CREATE TABLE public.friendship (
    person VARCHAR(200) REFERENCES public.person(name),
    friend VARCHAR(200) REFERENCES public.person(name)
)

INSERT INTO public.person
SELECT name, age::int
FROM import.friends

WITH friends AS
    (SELECT name as person, regexp_split_to_table(friends, E'\\,') AS friend
    FROM import.friends)
INSERT INTO public.friendship
SELECT * FROM
friends WHERE friend <> ''

Import JSON

A lot of event logs contain JSON objects nowadays (e.g. GitHub Archive). pgfutter expects each line to have a valid JSON object. Importing JSON is only supported for Postgres 9.3 and Postgres 9.4 due to the JSON type.

Create friends.json.

{"name": "Jacob", "age": 26, "friends": ["Anthony"]}
{"name": "Anthony", "age": 25, "friends": []}
{"name": "Emma", "age": 28, "friends": ["Jacob", "Anthony"]}

Import the JSON file.

pgfutter json friends.json

Your JSON objects will be stored in a single JSON column called data.

data
{"name": "Jacob", "age": 26, "friends": ["Anthony"]}
{"name": "Anthony", "age": 25, "friends": []}
{"name": "Emma", "age": 28, "friends": ["Jacob", "Anthony"]}

PostgreSQL has excellent JSON support which means you can then start normalizing your data.

CREATE TABLE public.person (
    name VARCHAR(200) PRIMARY KEY,
    age INTEGER
)

CREATE TABLE public.friendship (
    person VARCHAR(200) REFERENCES public.person(name),
    friend VARCHAR(200) REFERENCES public.person(name)
)

INSERT INTO public.person
SELECT data->>'name' as name, (data->>'age')::int as age
FROM import.friends

INSERT INTO public.friendship
SELECT data->>'name' as person, json_array_elements_text(data->'friends')
FROM import.friends

Database Connection

Database connection details can be provided via environment variables or as separate flags.

name default description
DB_NAME postgres database name
DB_HOST localhost host name
DB_PORT 5432 port
DB_SCHEMA import schema to create tables for
DB_USER postgres database user
DB_PASS password (or empty if none)

Advanced Use Cases

Custom delimiter

Quite often you want to specify a custom delimiter (default: ,).

pgfutter csv -d "\t" traffic_violations.csv

You have to use " as a quoting character and \ as escape character.
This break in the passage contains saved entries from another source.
//! vid-axum: Axum transport for the video registry.
//!
//! Mounts the metadata routes, streamed uploads and streamed downloads of a
//! [`vid_core::VideoService`] under `/video`, and renders `VidError`s as
//! JSON `{name, message, code, className, errors}` bodies.

pub mod app;
pub mod rest;
pub mod state;
pub mod upload;
mod error;
pub use error::VidAxumError;
pub use state::VidAxumState;

pub use app::{axum, VidAxumApp};
use axum::routing::get;
use axum::Router;
use tokio::net::{TcpListener, ToSocketAddrs};
use tower::ServiceBuilder;
use tower_http::request_id::{MakeRequestUuid, PropagateRequestIdLayer, SetRequestIdLayer};
use tower_http::trace::TraceLayer;
use vid_core::VideoService;

use crate::rest;
use crate::VidAxumState;

/// HTTP front of a [`VideoService`].
///
/// Every response carries `x-request-id`: the caller's value when one was
/// sent, a fresh UUID otherwise.
#[derive(Clone)]
pub struct VidAxumApp {
    pub videos: VideoService,
    pub router: Router<()>,
}

impl VidAxumApp {
    pub fn new(videos: VideoService) -> Self {
        let state = VidAxumState::new(videos.clone());
        let router = Router::new()
            .nest("/video", rest::video_router(state))
            .route("/health", get(rest::health));

        Self {
            videos,
            router: with_layers(router),
        }
    }

    pub fn into_router(self) -> Router<()> {
        self.router
    }

    pub async fn listen<A>(self, addr: A) -> anyhow::Result<()>
    where
        A: ToSocketAddrs,
    {
        let listener = TcpListener::bind(addr).await?;
        tracing::info!(addr = %listener.local_addr()?, "listening");
        axum::serve(listener, self.router).await?;
        Ok(())
    }
}

fn with_layers(router: Router<()>) -> Router<()> {
    router.layer(
        ServiceBuilder::new()
            .layer(SetRequestIdLayer::x_request_id(MakeRequestUuid))
            .layer(TraceLayer::new_for_http())
            .layer(PropagateRequestIdLayer::x_request_id()),
    )
}

pub fn axum(videos: VideoService) -> VidAxumApp {
    VidAxumApp::new(videos)
}
use vid_core::VideoService;

#[derive(Clone)]
pub struct VidAxumState {
    pub videos: VideoService,
}

impl VidAxumState {
    pub fn new(videos: VideoService) -> Self {
        Self { videos }
    }
}
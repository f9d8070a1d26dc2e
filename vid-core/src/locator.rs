use crate::bail_vid;
use crate::errors::VidResult;
use crate::ids::VideoId;

/// Derives content locators from the service's externally reachable base
/// address. The result depends on nothing but (base, id).
#[derive(Debug, Clone, PartialEq, Eq)]
pub struct Locator {
    base: String,
}

impl Locator {
    /// `base` must be an absolute `http://` or `https://` address.
    pub fn new(base: impl Into<String>) -> VidResult<Self> {
        let base = base.into();
        let trimmed = base.trim().trim_end_matches('/');

        let host = trimmed
            .strip_prefix("http://")
            .or_else(|| trimmed.strip_prefix("https://"));

        match host {
            Some(host) if !host.is_empty() => Ok(Self {
                base: trimmed.to_string(),
            }),
            _ => bail_vid!(
                invalid_input,
                "Public base address must be an absolute http(s) URL, got {:?}",
                base
            ),
        }
    }

    /// `http://<host>[:<port>]`, omitting the default port.
    pub fn from_host_port(host: &str, port: u16) -> VidResult<Self> {
        if port == 80 {
            Self::new(format!("http://{}", host))
        } else {
            Self::new(format!("http://{}:{}", host, port))
        }
    }

    pub fn base(&self) -> &str {
        &self.base
    }

    pub fn data_url(&self, id: VideoId) -> String {
        format!("{}/video/{}/data", self.base, id)
    }
}
use std::collections::HashMap;
use std::sync::Arc;

use async_trait::async_trait;
use bytes::BytesMut;
use futures_util::StreamExt;
use parking_lot::RwLock;

use crate::receipt::UploadMeter;
use crate::{BlobConfig, BlobError, BlobResult, ByteStream, ContentStore, GetResult, PutResult};

#[derive(Debug, Clone)]
struct StoredContent {
    data: bytes::Bytes,
    content_type: Option<String>,
}

/// In-memory content store for development and tests.
///
/// Payloads live entirely in memory once committed. Incoming bytes are
/// staged in a private buffer and swapped in only when the stream ends
/// cleanly, so a failed save never replaces existing content.
#[derive(Clone, Default)]
pub struct MemoryContentStore {
    blobs: Arc<RwLock<HashMap<String, StoredContent>>>,
    config: BlobConfig,
}

impl MemoryContentStore {
    pub fn new(config: BlobConfig) -> Self {
        Self {
            blobs: Arc::new(RwLock::new(HashMap::new())),
            config,
        }
    }

    /// Number of committed artifacts
    pub fn len(&self) -> usize {
        self.blobs.read().len()
    }

    pub fn is_empty(&self) -> bool {
        self.blobs.read().is_empty()
    }
}

#[async_trait]
impl ContentStore for MemoryContentStore {
    async fn has_content(&self, key: &str) -> BlobResult<bool> {
        Ok(self.blobs.read().contains_key(key))
    }

    async fn save(
        &self,
        key: &str,
        content_type: Option<&str>,
        mut stream: ByteStream,
    ) -> BlobResult<PutResult> {
        let mut staged = BytesMut::new();
        let mut meter = UploadMeter::new(&self.config);

        while let Some(chunk) = stream.next().await {
            let chunk = chunk.map_err(|e| meter.interrupted(e))?;
            meter.accept(&chunk)?;
            staged.extend_from_slice(&chunk);
        }

        let stored = StoredContent {
            data: staged.freeze(),
            content_type: content_type.map(str::to_string),
        };
        self.blobs.write().insert(key.to_string(), stored);

        Ok(meter.finish())
    }

    async fn open(&self, key: &str) -> BlobResult<GetResult> {
        let stored = self
            .blobs
            .read()
            .get(key)
            .cloned()
            .ok_or_else(|| BlobError::not_found(key))?;

        Ok(GetResult {
            size_bytes: stored.data.len() as u64,
            stream: crate::chunked(stored.data, self.config.chunk_size),
            content_type: stored.content_type,
        })
    }

    fn backend_name(&self) -> &'static str {
        "memory"
    }
}
use sha2::{Digest, Sha256};

use crate::{BlobConfig, BlobError, BlobResult, ByteStream};

/// Result of a successful save
#[derive(Debug, Clone, PartialEq, Eq)]
pub struct PutResult {
    pub size_bytes: u64,
    /// Hex encoded SHA-256 of the stored bytes, when checksums are enabled
    pub checksum: Option<String>,
}

/// Committed content opened for reading
pub struct GetResult {
    pub stream: ByteStream,
    pub size_bytes: u64,
    pub content_type: Option<String>,
}

impl std::fmt::Debug for GetResult {
    fn fmt(&self, f: &mut std::fmt::Formatter<'_>) -> std::fmt::Result {
        f.debug_struct("GetResult")
            .field("size_bytes", &self.size_bytes)
            .field("content_type", &self.content_type)
            .finish_non_exhaustive()
    }
}

/// Byte accounting for an in-flight upload: size ceiling plus optional digest.
pub(crate) struct UploadMeter {
    received: u64,
    limit: u64,
    hasher: Option<Sha256>,
}

impl UploadMeter {
    pub(crate) fn new(config: &BlobConfig) -> Self {
        Self {
            received: 0,
            limit: config.max_blob_bytes,
            hasher: config.checksum.then(Sha256::new),
        }
    }

    /// Account for the next chunk, rejecting it if the ceiling would be crossed.
    pub(crate) fn accept(&mut self, chunk: &[u8]) -> BlobResult<()> {
        let next = self.received + chunk.len() as u64;
        if next > self.limit {
            return Err(BlobError::TooLarge { limit: self.limit });
        }
        if let Some(hasher) = self.hasher.as_mut() {
            hasher.update(chunk);
        }
        self.received = next;
        Ok(())
    }

    /// Wrap an error produced by the input stream.
    pub(crate) fn interrupted(&self, source: std::io::Error) -> BlobError {
        BlobError::Interrupted {
            received: self.received,
            source,
        }
    }

    #[cfg(test)]
    pub(crate) fn received(&self) -> u64 {
        self.received
    }

    pub(crate) fn finish(self) -> PutResult {
        PutResult {
            size_bytes: self.received,
            checksum: self.hasher.map(|h| hex::encode(h.finalize())),
        }
    }
}

#[cfg(test)]
mod tests {
    use super::*;

    #[test]
    fn meter_rejects_chunk_crossing_limit() {
        let config = BlobConfig::new().with_max_blob_bytes(10);
        let mut meter = UploadMeter::new(&config);

        meter.accept(b"0123456789").unwrap();
        let err = meter.accept(b"x").unwrap_err();

        assert!(matches!(err, BlobError::TooLarge { limit: 10 }));
        assert_eq!(meter.received(), 10);
    }

    #[test]
    fn meter_digest_matches_one_shot_hash() {
        let mut meter = UploadMeter::new(&BlobConfig::default());
        meter.accept(b"hello ").unwrap();
        meter.accept(b"world").unwrap();

        let result = meter.finish();
        assert_eq!(result.size_bytes, 11);
        assert_eq!(
            result.checksum.as_deref(),
            Some(hex::encode(Sha256::digest(b"hello world")).as_str())
        );
    }

    #[test]
    fn meter_without_checksum() {
        let config = BlobConfig::new().with_checksum(false);
        let mut meter = UploadMeter::new(&config);
        meter.accept(b"abc").unwrap();
        assert_eq!(meter.finish().checksum, None);
    }
}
You might omit the quoting character if it is not necessary.

Using TAB as delimiter

If you want to use tab as delimiter you need to pass $'\t' as delimiter to ensure your shell does not swallow the correct delimiter.

pgfutter csv -d $'\t' traffic_violations.csv

Custom header fields

If you want to specify the field names explicitly you can skip the header row and pass a comma separated field name list.

pgfutter csv --skip-header --fields "name,state,year" traffic_violations.csv

If you don't have a header row in a document you should specify the field names as well.

pgfutter csv --fields "name,state,year" traffic_violations.csv

Encoding

All CSV files need to be utf-8 encoded. No other encoding is supported. Encoding is a nasty topic and you should deal with it before it enters the database.

Dealing with invalid input

A lot of CSV files don't confirm to proper CSV standards. If you want to ignore errors you can pass the --ignore-errors flag which will commit the transaction even if some rows cannot be imported. The failed rows will be written to stdout so you can clean them up with other tools.

pgfutter --ignore-errors csv traffic_violations.csv 2> traffic_violations_errors.csv

This works the same for invalid JSON objects.

Custom Table

pgfutter will take the sanitized filename as the table name. If you want to specify a custom table name or import into your predefined table schema you can specify the table explicitly.

pgfutter --table violations csv traffic_violations.csv

Alternatives

For more sophisticated needs you should take a look at pgloader.

Regression Tests

The program is tested with open data sets from around the world.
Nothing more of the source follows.